My husband and I recently purchased a new home with a bigger mortgage (more about that debacle later). With the new mortgage, if I got run over by a bus my husband would be stressed about paying the bills. Yes, I am the breadwinner, and it feels good. But the point is that for the first time, my income would be needed after my untimely death. So I went about researching Life Insurance and this is what I found.
First of all, who knew there was more than one type? In fact, there are all sorts of flavors of life insurance from your plain ole vanilla to your fancy pistachio.
- Temporary
- Term Life Insurance. This kind is temporary and is the cheapest. You pay a premium, which may or may not fluctuate depending on the policy, and if you keel over before the ‘term’ of the policy, they pay your beneficiary the face value. So you can buy a 1 million policy for 30 years and you pay $X per month. If you die anytime within the 30 years, your beneficiary gets 1 million dollars. If you don’t die within the 30 years, you don’t get anything- but hey, you are alive!
- Permanent
- Whole Life Insurance. With this kind, you pay a level premium but your money goes into an account that creates an actual cash value for you. This account grows at a rate set by the insurance company, which is sometimes not a competitive savings rate. After years of paying, this cash value can be accessed by means of a loan. At the time of death, whenever that is, the death benefit is paid but this cash value is not paid. Whole life is more expensive at first, but can level out over the years.
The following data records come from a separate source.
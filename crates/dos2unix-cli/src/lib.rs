// crates/dos2unix-cli/src/lib.rs

pub mod cmd;
pub mod config;
pub mod io;
pub mod logging;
- Universal Life Insurance. This one is similar to Whole Life, but the savings rates can be higher (they follow the market) and the premiums are flexible. Once the cash value reaches a set point, you can stop paying the premiums. However, because this one is more flexible and interest rates follow the market, if interest rates are low, you could end up having to fork over extra money in premiums just to keep the policy.
- Variable Universal Life Insurance. Similar to Universal but the cash account is held in a separate account that can be invested in mutual funds and is managed by a fund manager.
- Endowments. This kind is much more expensive. These are paid out rather you live or die after a set number of years or a set age.
- Accidental Death Insurance. These are the cheapest because they very rarely pay out any benefit. As you can guess, you only get paid if you die from an accident or injury (not an illness). You can also get accidental death insurance as a rider to your regular life insurance and it generally doubles the payout if you die from a freak accident (ie. entire cast of final destination).
So which one is best? Well, I recently had a ‘financial advisor,’ that my mom swore was legit, attempt to convince me that a variable universal policy was just perfect for me. Once I researched it, I found that it was actually me buying the policy that was just perfect for HIM. Why? Because they make huge commissions off of these sort of policies. So they will try to sell it regardless of your situation.
Here is why. Your totally unbiased ‘advisor’ is making 75-100% commission off your permanent insurance premium the first year, then about 5% for each additional year you pay. Sounds like a sweet job, right? Well, when they sell you term insurance, they only make about 30% off your first year then about 4% a year for your term. So if we do the math, on a 1 million policy, thats the difference between about $5,000 for permanent and $1,000 for term. They sell these hard because for the same time/work they make about an additional $4,000 per million dollar policy (that’s a 500% gain).
I decided to go with the term policy. From all the research I have found (from people NOT invested in the sale of such policies) it is generally best to keep your insurance and your investments separate.
You see, if you take care of your finances (pay down debt, increase savings) then you really won’t need a life insurance policy in the latter part of your life. By only getting a term policy for the duration of my mortgage at a MUCH cheaper price (mine was 4% the cost of permanent), I am able to save the difference into my retirement and general savings accounts. Here, I make a higher return and I pay less in fees. Once my mortgage is paid for, my term policy will be over and if I die at that point my husband will have nothing to worry about. Our mortgage will be paid off, our debt will be paid off, and he will have a nice savings to cover any expenses, you know- like mummifying and gold-leafing my corpse.